__The task__:
Go through the records line by line from the top and repeat each one exactly, ending with the line that contains "Configuration loading failed.".

__Records for the exercise__:
++++++++++++++++++++
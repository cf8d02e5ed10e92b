//! Error types for the host binary.
//!
//! [`HostError`] wraps every failure mode during startup and while serving
//! console commands, so `main` can propagate with `?`.

use bastion_economy::EconomyError;
use bastion_store::StoreError;

use crate::config::ConfigError;

/// Top-level error for the host binary.
#[derive(Debug, thiserror::Error)]
pub enum HostError {
    /// Configuration loading failed.
    #[error("config error: {source}")]
    Config {
        /// The underlying config error.
        #[from]
        source: ConfigError,
    },

    /// The property store failed.
    #[error("store error: {source}")]
    Store {
        /// The underlying store error.
        #[from]
        source: StoreError,
    },

    /// An economy operation failed.
    #[error("economy error: {source}")]
    Economy {
        /// The underlying economy error.
        #[from]
        source: EconomyError,
    },

    /// Console input or output failed.
    #[error("console I/O error: {source}")]
    Io {
        /// The underlying I/O error.
        #[from]
        source: std::io::Error,
    },

    /// The logging subscriber could not be installed.
    #[error("logging error: {message}")]
    Logging {
        /// Description of the failure.
        message: String,
    },
}
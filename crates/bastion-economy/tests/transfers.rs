//! Integration tests for the `bastion-economy` crate.
//!
//! The in-memory and fault-injection tests run everywhere. The `Dragonfly`
//! test requires a live instance and is marked `#[ignore]`:
//!
//! ```bash
//! docker run -d -p 6379:6379 docker.dragonflydb.io/dragonflydb/dragonfly
//! cargo test -p bastion-economy -- --ignored
//! ```

// Integration tests use expect/unwrap extensively for clarity -- panicking
// on failure is the correct behavior in test code.
#![allow(
    clippy::expect_used,
    clippy::unwrap_used,
    clippy::missing_panics_doc,
    clippy::float_cmp,
    clippy::indexing_slicing,
    clippy::arithmetic_side_effects
)]

use std::sync::atomic::{AtomicUsize, Ordering};
use std::sync::{Arc, Mutex};

use bastion_economy::{Economy, EconomyError, TransferOutcome};
use bastion_store::{
    BackingContainer, ContainerProvider, DragonflyBackend, ManagerRegistry, MemoryBackend,
    StoreError, StoreRuntime,
};
use bastion_types::{EntityId, Namespace, PrimitiveType, PropertyKey, RawValue};
use futures::future::BoxFuture;
use futures::FutureExt as _;

/// Dragonfly connection URL for a local instance.
const DRAGONFLY_URL: &str = "redis://localhost:6379";

fn economy(provider: Arc<dyn ContainerProvider>, runtime: StoreRuntime) -> Economy {
    let registry = ManagerRegistry::new(
        Namespace::new("bastion").expect("valid namespace"),
        provider,
        runtime,
    );
    Economy::new(registry, 1_000_000.0).expect("valid ceiling")
}

/// Memory-backed provider where one entity's reads fail once its read
/// allowance is spent.
struct Flaky {
    inner: MemoryBackend,
    broken: EntityId,
    reads: Arc<AtomicUsize>,
}

impl Flaky {
    /// Every read of `broken` fails.
    fn new(inner: MemoryBackend, broken: EntityId) -> Self {
        Self::allowing(inner, broken, 0)
    }

    /// The first `reads` reads of `broken` succeed, the rest fail.
    fn allowing(inner: MemoryBackend, broken: EntityId, reads: usize) -> Self {
        Self {
            inner,
            broken,
            reads: Arc::new(AtomicUsize::new(reads)),
        }
    }
}

struct FlakyContainer {
    inner: Arc<dyn BackingContainer>,
    reads: Arc<AtomicUsize>,
}

impl BackingContainer for FlakyContainer {
    fn get<'a>(
        &'a self,
        key: &'a PropertyKey,
        primitive: PrimitiveType,
    ) -> BoxFuture<'a, Result<Option<RawValue>, StoreError>> {
        let allowed = self
            .reads
            .fetch_update(Ordering::SeqCst, Ordering::SeqCst, |n| n.checked_sub(1))
            .is_ok();
        if allowed {
            self.inner.get(key, primitive)
        } else {
            async { Err(StoreError::Backend(String::from("disk unplugged"))) }.boxed()
        }
    }

    fn set<'a>(
        &'a self,
        key: &'a PropertyKey,
        value: RawValue,
    ) -> BoxFuture<'a, Result<(), StoreError>> {
        self.inner.set(key, value)
    }

    fn remove<'a>(&'a self, key: &'a PropertyKey) -> BoxFuture<'a, Result<(), StoreError>> {
        self.inner.remove(key)
    }
}

impl ContainerProvider for Flaky {
    fn container_for(&self, entity: EntityId) -> Arc<dyn BackingContainer> {
        let inner = self.inner.container_for(entity);
        if entity == self.broken {
            Arc::new(FlakyContainer {
                inner,
                reads: Arc::clone(&self.reads),
            })
        } else {
            inner
        }
    }
}

// =============================================================================
// In-memory
// =============================================================================

#[tokio::test(flavor = "multi_thread", worker_threads = 8)]
async fn money_is_conserved_under_concurrent_traffic() {
    let eco = Arc::new(economy(
        Arc::new(MemoryBackend::new()),
        StoreRuntime::with_logging(),
    ));
    let players: Vec<EntityId> = (0..6).map(|_| EntityId::new()).collect();
    for id in &players {
        eco.account(*id)
            .expect("account")
            .cash()
            .set(100.0)
            .await
            .expect("queued");
    }

    let mut tasks = Vec::new();
    for (i, from) in players.iter().copied().enumerate() {
        let to = players[(i + 1) % players.len()];
        let back = players[(i + 2) % players.len()];
        let eco = Arc::clone(&eco);
        tasks.push(tokio::spawn(async move {
            for round in 0..20 {
                let target = if round % 2 == 0 { to } else { back };
                eco.pay(15.0, from, target).await.expect("store healthy");
            }
        }));
    }
    for task in tasks {
        task.await.expect("task completed");
    }

    let mut total = 0.0;
    for id in &players {
        let cash = eco.balances(*id).await.expect("readable").cash;
        assert!(cash >= 0.0, "balance went negative: {cash}");
        total += cash;
    }
    assert_eq!(total, 600.0);
}

#[tokio::test]
async fn balances_reach_the_backend_after_flush() {
    let backend = MemoryBackend::new();
    let runtime = StoreRuntime::with_logging();
    let eco = economy(Arc::new(backend.clone()), runtime.clone());
    let (a, b) = (EntityId::new(), EntityId::new());
    eco.account(a)
        .expect("account")
        .cash()
        .set(50.0)
        .await
        .expect("queued");

    let outcome = eco.pay(20.0, a, b).await.expect("store healthy");
    assert!(outcome.is_success());
    runtime.flush().await;

    let cash = Namespace::new("bastion")
        .and_then(|ns| ns.key("cash"))
        .expect("valid key");
    assert_eq!(backend.peek(a, &cash).await, Some(RawValue::Double(30.0)));
    assert_eq!(backend.peek(b, &cash).await, Some(RawValue::Double(20.0)));
}

#[tokio::test]
async fn read_failure_aborts_the_transfer_and_reaches_the_sink() {
    let reported = Arc::new(Mutex::new(Vec::new()));
    let sink = {
        let reported = Arc::clone(&reported);
        Arc::new(move |err: &StoreError| {
            reported.lock().expect("sink lock").push(err.to_string());
        })
    };
    let runtime = StoreRuntime::start(sink);
    let backend = MemoryBackend::new();
    let broken = EntityId::new();
    let eco = economy(Arc::new(Flaky::new(backend.clone(), broken)), runtime.clone());
    let payer = EntityId::new();
    eco.account(payer)
        .expect("account")
        .cash()
        .set(80.0)
        .await
        .expect("queued");
    runtime.flush().await;

    let result = eco.pay(10.0, payer, broken).await;
    assert!(matches!(
        result,
        Err(EconomyError::Store(StoreError::Backend(_)))
    ));
    runtime.flush().await;

    assert_eq!(eco.balances(payer).await.expect("readable").cash, 80.0);
    let reported = reported.lock().expect("sink lock");
    assert!(reported.iter().any(|msg| msg.contains("disk unplugged")));
}

#[tokio::test]
async fn commit_does_not_read_the_balances_again() {
    let backend = MemoryBackend::new();
    let runtime = StoreRuntime::with_logging();
    let payee = EntityId::new();
    // One read to seed the balance and one for the funds check.
    let eco = economy(
        Arc::new(Flaky::allowing(backend.clone(), payee, 2)),
        runtime.clone(),
    );
    let payer = EntityId::new();
    eco.account(payer)
        .expect("account")
        .cash()
        .set(100.0)
        .await
        .expect("queued");
    eco.account(payee)
        .expect("account")
        .cash()
        .set(5.0)
        .await
        .expect("queued");
    runtime.flush().await;

    let outcome = eco.pay(30.0, payer, payee).await.expect("store healthy");
    assert!(outcome.is_success());
    runtime.flush().await;

    let cash = Namespace::new("bastion")
        .and_then(|ns| ns.key("cash"))
        .expect("valid key");
    assert_eq!(backend.peek(payer, &cash).await, Some(RawValue::Double(70.0)));
    assert_eq!(backend.peek(payee, &cash).await, Some(RawValue::Double(35.0)));
}

#[tokio::test]
async fn wrongly_typed_balance_is_an_error() {
    let backend = MemoryBackend::new();
    let eco = economy(Arc::new(backend.clone()), StoreRuntime::with_logging());
    let (a, b) = (EntityId::new(), EntityId::new());

    let cash = Namespace::new("bastion")
        .and_then(|ns| ns.key("cash"))
        .expect("valid key");
    let container: Arc<dyn BackingContainer> = backend.container_for(a);
    container
        .set(&cash, RawValue::String(String::from("lots")))
        .await
        .expect("stored");

    let result = eco.pay(1.0, a, b).await;
    assert!(matches!(
        result,
        Err(EconomyError::Store(StoreError::TypeMismatch { .. }))
    ));
    assert_eq!(
        backend.peek(a, &cash).await,
        Some(RawValue::String(String::from("lots")))
    );
}

#[tokio::test]
async fn interest_then_withdraw() {
    let eco = economy(Arc::new(MemoryBackend::new()), StoreRuntime::with_logging());
    let saver = EntityId::new();
    eco.account(saver)
        .expect("account")
        .cash()
        .set(100.0)
        .await
        .expect("queued");

    assert!(eco.deposit(saver, 100.0).await.expect("healthy").is_success());
    eco.set_interest_rate(saver, 0.1).await.expect("valid rate");
    let credited = eco.apply_interest(saver).await.expect("healthy");
    assert!((credited - 10.0).abs() < 1e-9);

    assert_eq!(
        eco.withdraw(saver, 200.0).await.expect("healthy"),
        TransferOutcome::InsufficientFunds
    );
    assert!(eco.withdraw(saver, 110.0).await.expect("healthy").is_success());
    let balances = eco.balances(saver).await.expect("readable");
    assert!((balances.cash - 110.0).abs() < 1e-9);
    assert!(balances.bank.abs() < 1e-9);
}

// =============================================================================
// Dragonfly
// =============================================================================

#[tokio::test]
#[ignore = "requires live Dragonfly instance"]
async fn dragonfly_transfer_persists_both_sides() {
    let backend = DragonflyBackend::connect(DRAGONFLY_URL)
        .await
        .expect("Failed to connect to Dragonfly");
    backend.flush_all().await.expect("Failed to flush");
    let runtime = StoreRuntime::with_logging();
    let (a, b) = (EntityId::new(), EntityId::new());

    {
        let eco = economy(Arc::new(backend.clone()), runtime.clone());
        eco.account(a)
            .expect("account")
            .cash()
            .set(75.0)
            .await
            .expect("queued");
        let outcome = eco.pay(25.0, a, b).await.expect("store healthy");
        assert!(outcome.is_success());
        runtime.flush().await;
    }

    let eco = economy(Arc::new(backend.clone()), StoreRuntime::with_logging());
    assert_eq!(eco.balances(a).await.expect("readable").cash, 50.0);
    assert_eq!(eco.balances(b).await.expect("readable").cash, 25.0);

    backend.flush_all().await.expect("Failed to flush");
}
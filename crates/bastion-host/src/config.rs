//! Host configuration loaded from `bastion.yaml`.
//!
//! Every field has a default, so a missing file or a partial file is fine.
//! Environment variables override the YAML for deployment-specific values:
//!
//! - `BASTION_DRAGONFLY_URL` overrides `store.dragonfly_url`
//! - `BASTION_STORE_BACKEND` overrides `store.backend`

use std::path::Path;

use bastion_types::{KeyError, Namespace};
use serde::Deserialize;

/// Errors that can occur when loading configuration.
#[derive(Debug, thiserror::Error)]
pub enum ConfigError {
    /// Failed to read the configuration file from disk.
    #[error("failed to read config file: {source}")]
    Io {
        /// The underlying I/O error.
        #[from]
        source: std::io::Error,
    },

    /// Failed to parse YAML content.
    #[error("failed to parse config YAML: {source}")]
    Yaml {
        /// The underlying YAML parse error.
        source: serde_yml::Error,
    },

    /// `store.namespace` violates the key grammar.
    #[error("invalid store namespace: {source}")]
    Namespace {
        /// The underlying key error.
        #[from]
        source: KeyError,
    },

    /// An environment override named an unknown backend.
    #[error("unknown store backend {value:?} (expected memory or dragonfly)")]
    UnknownBackend {
        /// The rejected value.
        value: String,
    },

    /// `economy.max_balance` was not positive.
    #[error("economy.max_balance must be positive, got {value}")]
    MaxBalance {
        /// The rejected value.
        value: f64,
    },
}

impl From<serde_yml::Error> for ConfigError {
    fn from(source: serde_yml::Error) -> Self {
        Self::Yaml { source }
    }
}

/// Top-level host configuration.
///
/// Mirrors the structure of `bastion.yaml`.
#[derive(Debug, Clone, Default, PartialEq, Deserialize)]
pub struct HostConfig {
    /// Property store settings.
    #[serde(default)]
    pub store: StoreConfig,

    /// Balance rules.
    #[serde(default)]
    pub economy: EconomyConfig,

    /// Logging configuration.
    #[serde(default)]
    pub logging: LoggingConfig,
}

impl HostConfig {
    /// Load configuration from a YAML file, then apply environment
    /// overrides.
    ///
    /// # Errors
    ///
    /// Returns [`ConfigError::Io`] if the file cannot be read, or
    /// [`ConfigError::Yaml`] if the content is not valid YAML, or any
    /// error from [`apply_overrides`](Self::apply_overrides).
    pub fn from_file(path: &Path) -> Result<Self, ConfigError> {
        let contents = std::fs::read_to_string(path)?;
        Self::parse(&contents)
    }

    /// Parse configuration from a YAML string, then apply environment
    /// overrides.
    ///
    /// # Errors
    ///
    /// See [`from_file`](Self::from_file).
    pub fn parse(yaml: &str) -> Result<Self, ConfigError> {
        let mut config: Self = serde_yml::from_str(yaml)?;
        config.apply_overrides(|name| std::env::var(name).ok())?;
        Ok(config)
    }

    /// Override fields from variables returned by `lookup`.
    ///
    /// # Errors
    ///
    /// Returns [`ConfigError::UnknownBackend`] if `BASTION_STORE_BACKEND`
    /// names no known backend.
    pub fn apply_overrides(
        &mut self,
        lookup: impl Fn(&str) -> Option<String>,
    ) -> Result<(), ConfigError> {
        if let Some(url) = lookup("BASTION_DRAGONFLY_URL") {
            self.store.dragonfly_url = url;
        }
        if let Some(value) = lookup("BASTION_STORE_BACKEND") {
            self.store.backend = value.parse()?;
        }
        Ok(())
    }

    /// The validated namespace every property key is created in.
    ///
    /// # Errors
    ///
    /// Returns [`ConfigError::Namespace`] if `store.namespace` is invalid.
    pub fn namespace(&self) -> Result<Namespace, ConfigError> {
        Ok(Namespace::new(&self.store.namespace)?)
    }

    /// Check values the type system cannot.
    ///
    /// # Errors
    ///
    /// Returns the first invalid field.
    pub fn validate(&self) -> Result<(), ConfigError> {
        self.namespace()?;
        let max = self.economy.max_balance;
        if max.is_nan() || max <= 0.0 {
            return Err(ConfigError::MaxBalance { value: max });
        }
        Ok(())
    }
}

/// Where property values are kept.
#[derive(Debug, Clone, Copy, Default, PartialEq, Eq, Deserialize)]
#[serde(rename_all = "lowercase")]
pub enum BackendKind {
    /// Process-local; lost on exit.
    #[default]
    Memory,
    /// A Dragonfly (or any Redis-compatible) server.
    Dragonfly,
}

impl core::str::FromStr for BackendKind {
    type Err = ConfigError;

    fn from_str(s: &str) -> Result<Self, Self::Err> {
        match s.trim().to_ascii_lowercase().as_str() {
            "memory" => Ok(Self::Memory),
            "dragonfly" => Ok(Self::Dragonfly),
            _ => Err(ConfigError::UnknownBackend {
                value: s.to_owned(),
            }),
        }
    }
}

impl core::fmt::Display for BackendKind {
    fn fmt(&self, f: &mut core::fmt::Formatter<'_>) -> core::fmt::Result {
        match self {
            Self::Memory => f.write_str("memory"),
            Self::Dragonfly => f.write_str("dragonfly"),
        }
    }
}

/// Property store configuration.
#[derive(Debug, Clone, PartialEq, Eq, Deserialize)]
pub struct StoreConfig {
    /// Owner scope of every property key.
    #[serde(default = "default_namespace")]
    pub namespace: String,

    /// Backend holding the values.
    #[serde(default)]
    pub backend: BackendKind,

    /// Dragonfly (Redis-compatible) URL.
    #[serde(default = "default_dragonfly_url")]
    pub dragonfly_url: String,
}

impl Default for StoreConfig {
    fn default() -> Self {
        Self {
            namespace: default_namespace(),
            backend: BackendKind::default(),
            dragonfly_url: default_dragonfly_url(),
        }
    }
}

/// Balance rules.
#[derive(Debug, Clone, PartialEq, Deserialize)]
pub struct EconomyConfig {
    /// Ceiling every credit is clamped to.
    #[serde(default = "default_max_balance")]
    pub max_balance: f64,
}

impl Default for EconomyConfig {
    fn default() -> Self {
        Self {
            max_balance: default_max_balance(),
        }
    }
}

/// Logging configuration.
#[derive(Debug, Clone, PartialEq, Eq, Deserialize)]
pub struct LoggingConfig {
    /// Log level (trace, debug, info, warn, error). `RUST_LOG` wins if set.
    #[serde(default = "default_log_level")]
    pub level: String,

    /// Emit JSON lines instead of human-readable output.
    #[serde(default)]
    pub json: bool,
}

impl Default for LoggingConfig {
    fn default() -> Self {
        Self {
            level: default_log_level(),
            json: false,
        }
    }
}

fn default_namespace() -> String {
    "bastion".to_owned()
}

fn default_dragonfly_url() -> String {
    "redis://localhost:6379".to_owned()
}

const fn default_max_balance() -> f64 {
    f64::MAX
}

fn default_log_level() -> String {
    "info".to_owned()
}

#[cfg(test)]
#[allow(clippy::unwrap_used, clippy::float_cmp)]
mod tests {
    use std::collections::HashMap;

    use super::*;

    fn no_env(_: &str) -> Option<String> {
        None
    }

    #[test]
    fn default_config_is_valid() {
        let config = HostConfig::default();
        assert_eq!(config.store.namespace, "bastion");
        assert_eq!(config.store.backend, BackendKind::Memory);
        assert_eq!(config.store.dragonfly_url, "redis://localhost:6379");
        assert_eq!(config.economy.max_balance, f64::MAX);
        assert_eq!(config.logging.level, "info");
        assert!(!config.logging.json);
        assert!(config.validate().is_ok());
    }

    #[test]
    fn parse_full_yaml() {
        let yaml = r#"
store:
  namespace: "towny"
  backend: dragonfly
  dragonfly_url: "redis://cache:6379"

economy:
  max_balance: 1000000.0

logging:
  level: "debug"
  json: true
"#;
        let mut config: HostConfig = serde_yml::from_str(yaml).unwrap();
        config.apply_overrides(no_env).unwrap();
        assert_eq!(config.store.namespace, "towny");
        assert_eq!(config.store.backend, BackendKind::Dragonfly);
        assert_eq!(config.store.dragonfly_url, "redis://cache:6379");
        assert_eq!(config.economy.max_balance, 1_000_000.0);
        assert_eq!(config.logging.level, "debug");
        assert!(config.logging.json);
    }

    #[test]
    fn partial_yaml_uses_defaults() {
        let config: HostConfig = serde_yml::from_str("economy:\n  max_balance: 50.0\n").unwrap();
        assert_eq!(config.store, StoreConfig::default());
        assert_eq!(config.logging, LoggingConfig::default());
        assert_eq!(config.economy.max_balance, 50.0);
    }

    #[test]
    fn env_overrides_win() {
        let env: HashMap<&str, &str> = [
            ("BASTION_DRAGONFLY_URL", "redis://elsewhere:6380"),
            ("BASTION_STORE_BACKEND", "Dragonfly"),
        ]
        .into_iter()
        .collect();
        let mut config = HostConfig::default();
        config
            .apply_overrides(|name| env.get(name).map(|v| (*v).to_owned()))
            .unwrap();
        assert_eq!(config.store.dragonfly_url, "redis://elsewhere:6380");
        assert_eq!(config.store.backend, BackendKind::Dragonfly);
    }

    #[test]
    fn unknown_backend_override_is_rejected() {
        let mut config = HostConfig::default();
        let result = config.apply_overrides(|name| {
            (name == "BASTION_STORE_BACKEND").then(|| "postgres".to_owned())
        });
        assert!(matches!(result, Err(ConfigError::UnknownBackend { .. })));
    }

    #[test]
    fn invalid_values_fail_validation() {
        let mut config = HostConfig::default();
        config.store.namespace = "My Plugin".to_owned();
        assert!(matches!(
            config.validate(),
            Err(ConfigError::Namespace { .. })
        ));

        let mut config = HostConfig::default();
        config.economy.max_balance = 0.0;
        assert!(matches!(
            config.validate(),
            Err(ConfigError::MaxBalance { .. })
        ));
    }

    #[test]
    fn invalid_yaml_is_an_error() {
        assert!(matches!(
            HostConfig::parse("store: [unclosed"),
            Err(ConfigError::Yaml { .. })
        ));
    }
}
++++++++++++++++++++
__Written answer__:
repository cf8d02e5ed10e92b
//! Error types for the host binary.
//!
//! [`HostError`] wraps every failure mode during startup and while serving
//! console commands, so `main` can propagate with `?`.

use bastion_economy::EconomyError;
use bastion_store::StoreError;

use crate::config::ConfigError;

/// Top-level error for the host binary.
#[derive(Debug, thiserror::Error)]
pub enum HostError {
    /// Configuration loading failed.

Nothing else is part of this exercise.